The aim of this review, therefore, is to emphasize
the importance of established Asian scientists to andrology and
to encourage young Asian scientists to contribute to the exciting field
of male reproductive health.
2
Materials and methods
Andrology
workshops. The objectives of the workshops were: to teach standardized
clinical and scientific methods in all aspects of andrology;
and to encourage research in andrology. The workshops now usually have
the following main features[1]: a general programme, including male infertility
and contraception, involving lectures, discussions and laboratory
procedures lasting 7-10 d; a parallel component to give training in vas
occlusion techniques lasting 3-4 d; the development of new
research protocols.
Standardization was achieved by teaching from
the laboratory and clinical manuals produced by WHO-HRP: WHO Laboratory
Manual for the Examination of Human Semen and Sperm-cervical Mucus Interaction[2];
and WHO Manual for the Standardized Investigation and Diagnosis of the Infertile
Couple[3].
3 Results
and discussion
3.1
Andrology workshops
Thirteen
WHO-HRP workshops were undertaken in the period 1980-1993, of which nine
were conducted in Asia: Singapore (1980, 1981); Beijing (1983); Chengdu
(1984); Hong Kong (1988); Beijing/Shandong (1991); Bangkok
(1992); Surabaya (1992); Hanoi (1993).
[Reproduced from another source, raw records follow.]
//! Error types for the AAA core

use aaa_proto::AccountingError;
use std::time::Duration;
use thiserror::Error;

/// Errors reported by storage implementations
#[derive(Debug, Error, Clone, PartialEq, Eq)]
pub enum StoreError {
    /// No row matched the lookup key
    #[error("{entity} not found: {key}")]
    NotFound { entity: &'static str, key: String },

    /// A row with the same unique key already exists
    #[error("{entity} already exists: {key}")]
    Conflict { entity: &'static str, key: String },

    /// Backend (database, connection) failure
    #[error("Backend error: {0}")]
    Backend(String),

    /// Stored data could not be decoded
    #[error("Serialization error: {0}")]
    Serialization(String),
}

impl StoreError {
    pub fn not_found(entity: &'static str, key: impl Into<String>) -> Self {
        StoreError::NotFound {
            entity,
            key: key.into(),
        }
    }

    pub fn is_not_found(&self) -> bool {
        matches!(self, StoreError::NotFound { .. })
    }
}

impl From<serde_json::Error> for StoreError {
    fn from(err: serde_json::Error) -> Self {
        StoreError::Serialization(format!("JSON error: {}", err))
    }
}

#[cfg(feature = "postgres")]
impl From<sqlx::Error> for StoreError {
    fn from(err: sqlx::Error) -> Self {
        match err {
            sqlx::Error::RowNotFound => StoreError::NotFound {
                entity: "row",
                key: String::new(),
            },
            sqlx::Error::Database(ref db) if db.is_unique_violation() => StoreError::Conflict {
                entity: "row",
                key: db.constraint().unwrap_or_default().to_string(),
            },
            sqlx::Error::ColumnDecode { .. } | sqlx::Error::Decode(_) => {
                StoreError::Serialization(err.to_string())
            }
            other => StoreError::Backend(other.to_string()),
        }
    }
}

/// Errors returned by the core components
#[derive(Debug, Error)]
pub enum Error {
    /// An expected record does not exist
    #[error("no {entity} record found for {key}")]
    NotFound { entity: &'static str, key: String },

    /// Input rejected before any state was changed
    #[error("Validation error: {0}")]
    Validation(String),

    /// Storage layer failure, passed through unchanged
    #[error("Storage error: {0}")]
    Storage(StoreError),

    /// Storage call exceeded the configured deadline
    #[error("Storage operation timed out after {0:?}")]
    Timeout(Duration),

    /// Malformed accounting request from the bridge
    #[error("Protocol error: {0}")]
    Protocol(#[from] AccountingError),
}

impl Error {
    pub fn not_found(entity: &'static str, key: impl Into<String>) -> Self {
        Error::NotFound {
            entity,
            key: key.into(),
        }
    }

    pub fn is_not_found(&self) -> bool {
        matches!(self, Error::NotFound { .. })
    }
}

impl From<StoreError> for Error {
    fn from(err: StoreError) -> Self {
        match err {
            StoreError::NotFound { entity, key } => Error::NotFound { entity, key },
            other => Error::Storage(other),
        }
    }
}

pub type Result<T, E = Error> = std::result::Result<T, E>;
#[cfg(test)]
mod tests {
    use super::*;
    use crate::store::{MemoryStore, ProfileStore};
    use std::sync::Arc;
    use std::time::Duration;

    async fn cache_with(profile: Profile) -> ProfileCache {
        let store = Arc::new(MemoryStore::new());
        store.upsert_profile(&profile).await.unwrap();
        ProfileCache::without_sweeper(store, Duration::from_secs(60))
    }

    fn empty_cache() -> ProfileCache {
        ProfileCache::without_sweeper(Arc::new(MemoryStore::new()), Duration::from_secs(60))
    }

    fn gold() -> Profile {
        let mut p = Profile::new(1, "gold");
        p.up_rate = 10240;
        p.down_rate = 20480;
        p.active_num = 2;
        p.addr_pool = "pool-gold".into();
        p.domain = "gold.example".into();
        p.ipv6_prefix_pool = "v6-gold".into();
        p
    }

    fn dynamic_account() -> Account {
        Account::new(10, "alice", 1).with_link_mode(ProfileLinkMode::Dynamic)
    }

    #[tokio::test]
    async fn test_dynamic_reads_profile() {
        let cache = cache_with(gold()).await;
        let account = dynamic_account();

        assert_eq!(account.effective_up_rate(Some(&cache)).await, 10240);
        assert_eq!(account.effective_down_rate(Some(&cache)).await, 20480);
        assert_eq!(account.effective_active_num(Some(&cache)).await, 2);
        assert_eq!(account.effective_addr_pool(Some(&cache)).await, "pool-gold");
        assert_eq!(account.effective_domain(Some(&cache)).await, "gold.example");
        assert_eq!(
            account.effective_ipv6_prefix_pool(Some(&cache)).await,
            "v6-gold"
        );
    }

    #[tokio::test]
    async fn test_override_wins_in_every_mode() {
        let cache = cache_with(gold()).await;
        for mode in [ProfileLinkMode::Static, ProfileLinkMode::Dynamic] {
            let mut account = Account::new(10, "alice", 1).with_link_mode(mode);
            account.up_rate = 5120;
            account.addr_pool = "pool-own".into();

            assert_eq!(account.effective_up_rate(Some(&cache)).await, 5120);
            assert_eq!(account.effective_up_rate(None).await, 5120);
            assert_eq!(account.effective_addr_pool(Some(&cache)).await, "pool-own");
        }
    }

    #[tokio::test]
    async fn test_na_sentinel_is_unset() {
        let cache = cache_with(gold()).await;
        let mut account = dynamic_account();
        account.domain = "NA".into();
        assert_eq!(account.effective_domain(Some(&cache)).await, "gold.example");
    }

    #[tokio::test]
    async fn test_static_ignores_profile() {
        let cache = cache_with(gold()).await;
        let account = Account::new(10, "alice", 1);
        assert_eq!(account.effective_up_rate(Some(&cache)).await, 0);
        assert_eq!(account.effective_addr_pool(Some(&cache)).await, "");
    }

    #[tokio::test]
    async fn test_dynamic_without_cache_uses_account() {
        let account = dynamic_account();
        assert_eq!(account.effective_up_rate(None).await, 0);
        assert_eq!(account.effective_domain(None).await, "");
    }

    #[tokio::test]
    async fn test_missing_profile_falls_back() {
        let cache = empty_cache();
        let mut account = dynamic_account();
        account.addr_pool = "NA".into();

        assert_eq!(account.effective_up_rate(Some(&cache)).await, 0);
        assert_eq!(account.effective_addr_pool(Some(&cache)).await, "NA");
        assert_eq!(account.effective_bind_mac(Some(&cache)).await, 0);
    }

    #[tokio::test]
    async fn test_bind_mac_truth_table() {
        for (flag, mac, mode, profile_flag, expected) in [
            (1, "", ProfileLinkMode::Static, 0, 1),
            (1, "aa:bb:cc:dd:ee:ff", ProfileLinkMode::Dynamic, 0, 1),
            (0, "aa:bb:cc:dd:ee:ff", ProfileLinkMode::Dynamic, 1, 0),
            (0, "aa:bb:cc:dd:ee:ff", ProfileLinkMode::Static, 1, 0),
            (0, "", ProfileLinkMode::Dynamic, 1, 1),
            (0, "", ProfileLinkMode::Dynamic, 0, 0),
            (0, "", ProfileLinkMode::Static, 1, 0),
            (0, "NA", ProfileLinkMode::Dynamic, 1, 1),
        ] {
            let mut profile = gold();
            profile.bind_mac = profile_flag;
            let cache = cache_with(profile).await;

            let mut account = Account::new(10, "alice", 1).with_link_mode(mode);
            account.bind_mac = flag;
            account.mac_addr = mac.into();

            assert_eq!(
                account.effective_bind_mac(Some(&cache)).await,
                expected,
                "flag={} mac={:?} mode={} profile={}",
                flag,
                mac,
                mode,
                profile_flag
            );
            assert_eq!(
                account.effective_policy(Some(&cache)).await.bind_mac,
                expected
            );
        }
    }

    #[tokio::test]
    async fn test_bind_vlan_truth_table() {
        for (flag, vlan, mode, profile_flag, expected) in [
            (1, 0, ProfileLinkMode::Static, 0, 1),
            (0, 100, ProfileLinkMode::Dynamic, 1, 0),
            (0, 100, ProfileLinkMode::Static, 1, 0),
            (0, 0, ProfileLinkMode::Dynamic, 1, 1),
            (0, 0, ProfileLinkMode::Dynamic, 0, 0),
            (0, 0, ProfileLinkMode::Static, 1, 0),
        ] {
            let mut profile = gold();
            profile.bind_vlan = profile_flag;
            let cache = cache_with(profile).await;

            let mut account = Account::new(10, "alice", 1).with_link_mode(mode);
            account.bind_vlan = flag;
            account.vlan_id2 = vlan;

            assert_eq!(account.effective_bind_vlan(Some(&cache)).await, expected);
        }
    }

    #[tokio::test]
    async fn test_effective_policy_single_fetch() {
        let cache = cache_with(gold()).await;
        let mut account = dynamic_account();
        account.down_rate = 1;

        let policy = account.effective_policy(Some(&cache)).await;
        assert_eq!(policy.up_rate, 10240);
        assert_eq!(policy.down_rate, 1);
        assert_eq!(policy.addr_pool, "pool-gold");
        assert_eq!(cache.stats().misses, 1);
        assert_eq!(cache.stats().hits, 0);
    }

    #[tokio::test]
    async fn test_switch_to_static_snapshots_profile() {
        let mut profile = gold();
        profile.bind_mac = 1;
        let cache = cache_with(profile).await;
        let mut account = dynamic_account();
        account.up_rate = 5120;

        account
            .switch_link_mode(ProfileLinkMode::Static, &cache)
            .await
            .unwrap();

        assert_eq!(account.profile_link_mode, ProfileLinkMode::Static);
        assert_eq!(account.up_rate, 5120);
        assert_eq!(account.down_rate, 20480);
        assert_eq!(account.addr_pool, "pool-gold");
        assert_eq!(account.bind_mac, 1);
        // Static reads keep the values that were effective before
        assert_eq!(account.effective_down_rate(None).await, 20480);
        assert_eq!(account.effective_bind_mac(None).await, 1);
    }

    #[tokio::test]
    async fn test_switch_to_static_fails_without_profile() {
        let cache = empty_cache();
        let mut account = dynamic_account();
        let before = account.clone();

        let err = account
            .switch_link_mode(ProfileLinkMode::Static, &cache)
            .await
            .unwrap_err();
        assert!(err.is_not_found());
        assert_eq!(account, before);
    }

    #[tokio::test]
    async fn test_switch_to_dynamic_keeps_values() {
        let cache = empty_cache();
        let mut account = Account::new(10, "alice", 1);
        account.up_rate = 64;

        account
            .switch_link_mode(ProfileLinkMode::Dynamic, &cache)
            .await
            .unwrap();
        assert_eq!(account.profile_link_mode, ProfileLinkMode::Dynamic);
        assert_eq!(account.up_rate, 64);
    }

    #[tokio::test]
    async fn test_reassign_profile_invalidates_both() {
        let cache = cache_with(gold()).await;
        cache.set(2, Profile::new(2, "silver"));
        cache.get(1).await.unwrap();
        assert_eq!(cache.stats().entries, 2);

        let mut account = dynamic_account();
        account.reassign_profile(2, &cache);
        assert_eq!(account.profile_id, 2);
        assert_eq!(cache.stats().entries, 0);
    }

    #[tokio::test]
    async fn test_apply_link_mode_persists() {
        let store = Arc::new(MemoryStore::new());
        store.upsert_profile(&gold()).await.unwrap();
        store.upsert_account(&dynamic_account()).await.unwrap();
        let cache = ProfileCache::without_sweeper(store.clone(), Duration::from_secs(60));

        let account = apply_link_mode(store.as_ref(), &cache, "alice", ProfileLinkMode::Static)
            .await
            .unwrap();
        assert_eq!(account.up_rate, 10240);

        let stored = store.get_account("alice").await.unwrap();
        assert_eq!(stored.profile_link_mode, ProfileLinkMode::Static);
        assert_eq!(stored.up_rate, 10240);
    }
}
Three were specialist
workshops: on Sperm Function (Hong Kong); and on Techniques in Vas Occlusion
(Beijing/Shandong and Surabaya), in which Chinese surgeons
were the instructors. Since 1993, other andrology workshops have
been supported by WHO-HRP in Lithuania, Russia, South Africa
and VietNam. National governments are now organizing
their own workshops, applying the experience gained in the WHO workshops.
3.2
Safety and new techniques in vas occlusion
In
the period 1983-1988, one of the author's responsibilities was to manage
a large scale collaborative study undertaken by the Sichuan
Family Planning Institute, Chengdu, to examine if vasectomy
carried any risk of cardiovascular disease. The results showed that there
was no evidence for this in China, a country with a low incidence of cardiovascular
disease and different patterns of cardiovascular
risks factors[4], confirming the results obtained in other
study populations[5]. More recently,
concerns that vasectomy may predispose to other health risks,
eg, prostate and testicular cancer were similarly shown to be unfounded
in Western
populations[6]. However, few epidemiological studies have been
conducted in Asia. Although the incidence rates of fatal prostate
cancer in Asia are only a fraction of those of men
in the USA, the prevalence of prostate diseases is increasing
in urbanized regions of China[7]. In keeping with its
mandate to monitor
the safety of reproductive health practices, WHO-HRP has conducted a hospital-based
case-control study in China, Republic of Korea and Nepal to determine
whether vasectomy is associated with a risk of prostate cancer. The results
will shortly be published.
In
1987, the author, accompanied by Wu Jie-Ping and other international scientists,
toured centres in China to review the many different techniques of vas
occlusion and to identify those procedures offering a better
chance of successful reversal. Subsequently, in collaboration
with the PRC State Family Planning Commission, a
10-centre study was initiated to investigate the effectiveness, safety
and reversibility of three methods: no-scalpel vasectomy[8];
chemical vas occlusion; and polyurethane plug occlusion[9].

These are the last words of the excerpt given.